Im prunkvollen VIP-Raum im achten Stock des um 1880 erbauten Kempinski-Hotels lässt die Sicht über die Dächer Rigas keinen Zweifel daran. Für den an Nieselregen gewohnten Luxemburger gleicht das Wetter am Montag einem wahren Schneesturm. Ob Jean Asselborn deswegen nur teilweise am strammen Nachmittagsprogramm der Staatsvisite des Großherzogs in Riga teilnimmt?
„Das Museum habe ich schon zweimal besucht“, gibt der Minister zu verstehen, weswegen er am Nachmittag im Hotel geblieben sei. Gemeint ist damit das Okkupationsmuseum in Riga, das am ersten offiziellen Tag des Staatsbesuchs auf dem Programm steht. „Für sie ist es wichtiger als der ganze Rest“, ergänzt Asselborn weiter und zeigt zum Fenster hinaus in Richtung Stadtzentrum. Sie, das sind die Letten. Plötzlich wirkt er nachdenklich. Und das, obwohl er die Geschichte von Freiheit, Okkupation und Befreiung in persönlichen Gesprächen und bei Staatsbesuchen schon unzählige Male innerhalb seiner langen politischen Karriere gehört hat.

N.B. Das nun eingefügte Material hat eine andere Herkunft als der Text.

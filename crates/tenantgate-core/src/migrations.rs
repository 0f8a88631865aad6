// Copyright (C) 2025 SyncMyOrders Sp. z o.o.
// SPDX-License-Identifier: AGPL-3.0-or-later
//! Schema for the record store, embedded at compile time.
//!
//! `migrations/postgres` backs production deployments: `BIGSERIAL` keys,
//! `TIMESTAMPTZ` columns, `JSONB` launch parameters and a partial index over
//! running jobs for the launch guard. `migrations/sqlite` mirrors it with
//! SQLite storage classes for the in-memory test store and single-node use.
//!
//! Either set creates `provisioning_jobs`, `namespaces` (unique per name and
//! customer) and `history`, the audit trail tagged by resource kind. The
//! binary applies [`POSTGRES`] at startup; [`SqliteRecordStore`] applies
//! [`SQLITE`] whenever it opens a database.
//!
//! [`SqliteRecordStore`]: crate::store::SqliteRecordStore

use sqlx::migrate::{MigrateError, Migrator};

pub static POSTGRES: Migrator = sqlx::migrate!("./migrations/postgres");

pub static SQLITE: Migrator = sqlx::migrate!("./migrations/sqlite");

/// Bring a PostgreSQL database up to the current schema.
///
/// Applied versions are recorded in `_sqlx_migrations`, so repeated runs are
/// no-ops.
pub async fn run_postgres(pool: &sqlx::PgPool) -> Result<(), MigrateError> {
    POSTGRES.run(pool).await
}

pub async fn run_sqlite(pool: &sqlx::SqlitePool) -> Result<(), MigrateError> {
    SQLITE.run(pool).await
}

„Die Balten spüren den Krieg einfach anders“, meint der Minister, als er die Stimmung im Baltikum rund um den UkraineKrieg beschreibt. Lettland gehe es nicht anders. Die Menschen hätten Angst, unabhängig vom Krieg in der Ukraine, von Russland wieder erobert zu werden. Wo diese Angst herkommt, weiß der politische Dauerbrenner, der seit 2004 an der Spitze des Außenministeriums steht, ganz genau. Zu hören, zu sehen und zu spüren gibt es diese Geschichte heute noch im Okkupationsmuseum im historischen Zentrum Rigas.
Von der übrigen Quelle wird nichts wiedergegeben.